WHAT TO WORK ON:
Every line of the material below that holds the string "time" should be copied.
◆ ◆ ◆ ◆ ◆ ◆ ◆
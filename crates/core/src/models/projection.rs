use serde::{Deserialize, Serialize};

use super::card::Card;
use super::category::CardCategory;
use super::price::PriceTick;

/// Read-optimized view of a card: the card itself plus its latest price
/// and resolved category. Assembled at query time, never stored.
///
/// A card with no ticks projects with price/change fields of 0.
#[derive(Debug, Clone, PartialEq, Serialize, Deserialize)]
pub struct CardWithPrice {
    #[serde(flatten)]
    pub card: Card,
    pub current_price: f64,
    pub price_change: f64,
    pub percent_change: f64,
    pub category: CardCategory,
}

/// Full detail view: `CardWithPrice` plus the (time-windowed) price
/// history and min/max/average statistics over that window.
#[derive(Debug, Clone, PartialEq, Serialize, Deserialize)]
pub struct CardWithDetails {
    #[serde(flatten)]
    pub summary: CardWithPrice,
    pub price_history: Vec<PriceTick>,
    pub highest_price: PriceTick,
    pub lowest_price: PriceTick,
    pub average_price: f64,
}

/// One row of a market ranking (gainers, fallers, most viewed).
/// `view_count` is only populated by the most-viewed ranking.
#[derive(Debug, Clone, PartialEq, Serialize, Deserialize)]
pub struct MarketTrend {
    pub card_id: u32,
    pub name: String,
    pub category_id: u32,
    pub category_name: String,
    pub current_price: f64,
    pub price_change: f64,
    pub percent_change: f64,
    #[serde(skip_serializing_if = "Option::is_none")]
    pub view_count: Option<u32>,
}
◆ ◆ ◆ ◆ ◆ ◆ ◆
TASK RESPONSE:
/// and resolved category. Assembled at query time, never stored.
/// Full detail view: `CardWithPrice` plus the (time-windowed) price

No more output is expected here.